Я мысленно переношу себя в те края, и мне становится теплее. Я будто зримо вижу нить, которая связывает нас, крымских партизан, со всем народом, со всей вооруженной мощью моей страны. Да, нам трудно! Но мы — авангард, выдвинутый далеко вперед, авангард главных сил, частицей которых и являемся.
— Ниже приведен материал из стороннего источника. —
//! Signing configuration for Nado executes.

use alloy_primitives::Address;
use serde::Deserialize;
use std::env;

use crate::{Error, Result};

/// Chain and contract context needed to sign executes.
///
/// Both values are optional so a config can be loaded before the deployment
/// is known; signing fails with [`Error::MissingConfig`] until they are set.
#[derive(Debug, Clone, Default, PartialEq, Eq, Deserialize)]
pub struct Config {
    pub chain_id: Option<u64>,
    pub endpoint_addr: Option<Address>,
}

impl Config {
    pub fn new(chain_id: u64, endpoint_addr: Address) -> Self {
        Self {
            chain_id: Some(chain_id),
            endpoint_addr: Some(endpoint_addr),
        }
    }

    /// Load configuration from `NADO_CHAIN_ID` and `NADO_ENDPOINT_ADDR`.
    pub fn from_env() -> Result<Self> {
        dotenvy::dotenv().ok();

        let chain_id = match env::var("NADO_CHAIN_ID") {
            Ok(raw) => Some(raw.trim().parse().map_err(|_| {
                Error::config(format!("NADO_CHAIN_ID is not a valid chain id: {raw}"))
            })?),
            Err(_) => None,
        };

        let endpoint_addr = match env::var("NADO_ENDPOINT_ADDR") {
            Ok(raw) => Some(raw.trim().parse().map_err(|_| {
                Error::config(format!("NADO_ENDPOINT_ADDR is not a valid address: {raw}"))
            })?),
            Err(_) => None,
        };

        Ok(Self {
            chain_id,
            endpoint_addr,
        })
    }

    /// Load configuration from a file (any format the `config` crate
    /// understands), with `NADO_*` environment variables taking precedence.
    pub fn from_file(path: &str) -> Result<Self> {
        let settings = config::Config::builder()
            .add_source(config::File::with_name(path))
            .add_source(config::Environment::with_prefix("NADO").try_parsing(true))
            .build()?;
        Ok(settings.try_deserialize()?)
    }

    pub fn chain_id(&self) -> Result<u64> {
        self.chain_id
            .ok_or_else(|| Error::missing_config("chain_id is not configured"))
    }

    pub fn endpoint_addr(&self) -> Result<Address> {
        self.endpoint_addr
            .ok_or_else(|| Error::missing_config("endpoint_addr is not configured"))
    }

    pub fn with_chain_id(mut self, chain_id: u64) -> Self {
        self.chain_id = Some(chain_id);
        self
    }

    pub fn with_endpoint_addr(mut self, endpoint_addr: Address) -> Self {
        self.endpoint_addr = Some(endpoint_addr);
        self
    }
}

#[cfg(test)]
mod tests {
    use super::*;

    #[test]
    fn test_missing_values() {
        let config = Config::default();
        assert!(matches!(config.chain_id(), Err(Error::MissingConfig { .. })));
        assert!(matches!(
            config.endpoint_addr(),
            Err(Error::MissingConfig { .. })
        ));
    }

    #[test]
    fn test_builder_methods() {
        let endpoint = Address::repeat_byte(0x22);
        let config = Config::default()
            .with_chain_id(763373)
            .with_endpoint_addr(endpoint);
        assert_eq!(config, Config::new(763373, endpoint));
        assert_eq!(config.chain_id().unwrap(), 763373);
        assert_eq!(config.endpoint_addr().unwrap(), endpoint);
    }

    #[test]
    fn test_from_toml_file() {
        let dir = std::env::temp_dir().join(format!("nado-config-{}", std::process::id()));
        std::fs::create_dir_all(&dir).unwrap();
        let path = dir.join("nado.toml");
        std::fs::write(
            &path,
            "chain_id = 31337\nendpoint_addr = \"0x2279b7a0a67db372996a5fab50d91eaa73d2ebe6\"\n",
        )
        .unwrap();

        let config = Config::from_file(path.to_str().unwrap()).unwrap();
        assert_eq!(config.chain_id, Some(31337));
        assert_eq!(
            config.endpoint_addr,
            Some("0x2279b7a0a67db372996a5fab50d91eaa73d2ebe6".parse().unwrap())
        );

        std::fs::remove_dir_all(&dir).ok();
    }
}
Об авангарде помнят, о нем беспокоятся.

Может, в этот час, когда я, прикрытый трофейной плащ-палаткой, предаюсь размышлениям, в Москве заседает Комитет Обороны, толкуют там о нашей жизни, решают: надо помочь крымским партизанам, снабдить отважных лесных солдат необходимым — питанием, взрывчаткой, медикаментами.

...Где-то под Краснодаром один за другим сели девять четырехмоторных тяжелых бомбардировщиков, а ПДС — парашютно-десантная служба — тормошила армейских интендантов, требуя от них продукты, оружие и боеприпасы.

Я не знал об этом, но узнал потом. А вот те, которых мы хоронили наспех, в расщелинах скал, так никогда и не узнают...

Сошел с гор снег, лес зазвенел, потеплело, заголубело небо.

И в эти кризисные страшные дни — наконец-то! — была установлена прочная связь с Севастополем.

Случилось это так. [107]

Однажды утром над лесом появился самолет-истребитель. Сначала никто не обратил на него внимания, но — странно! — летчик упорно кружил над одним местом, то взмывая ввысь, то прижимая машину к верхушкам сосен. Следя за самолетом, мы разглядели на крыльях красные звезды.

Мгновенно зажгли сигнальные костры. Часовые на постах, дежурные санземлянок сигналили: «Мы здесь! Мы здесь!»

А самолет покачивал крыльями, посылал нам привет от Красной Армии, от советского народа, от Севастополя.

Над поляной Верхний Аппалах машина долго кружилась. Вдруг, набрав высоту, начала быстро снижаться. Самолет прогудел над поляной и круто взмыл вверх; потом, сделав прощальный круг над лесом и еще раз покачав крыльями, лег курсом на Севастополь.

Мы с волнением обсуждали появление истребителя, строили различные догадки, но всем было ясно: севастопольцы нас ищут!

Лес зашумел в ожидании событий.

На четвертые сутки в одиннадцать часов дня мы услышали шум.

Дежурный штаба кричал:

— Наш! Наш! «У-2»! «У-2»!

Почти касаясь верхушек сосен, над нами промчался самолет с красными звездами на крыльях и фюзеляже.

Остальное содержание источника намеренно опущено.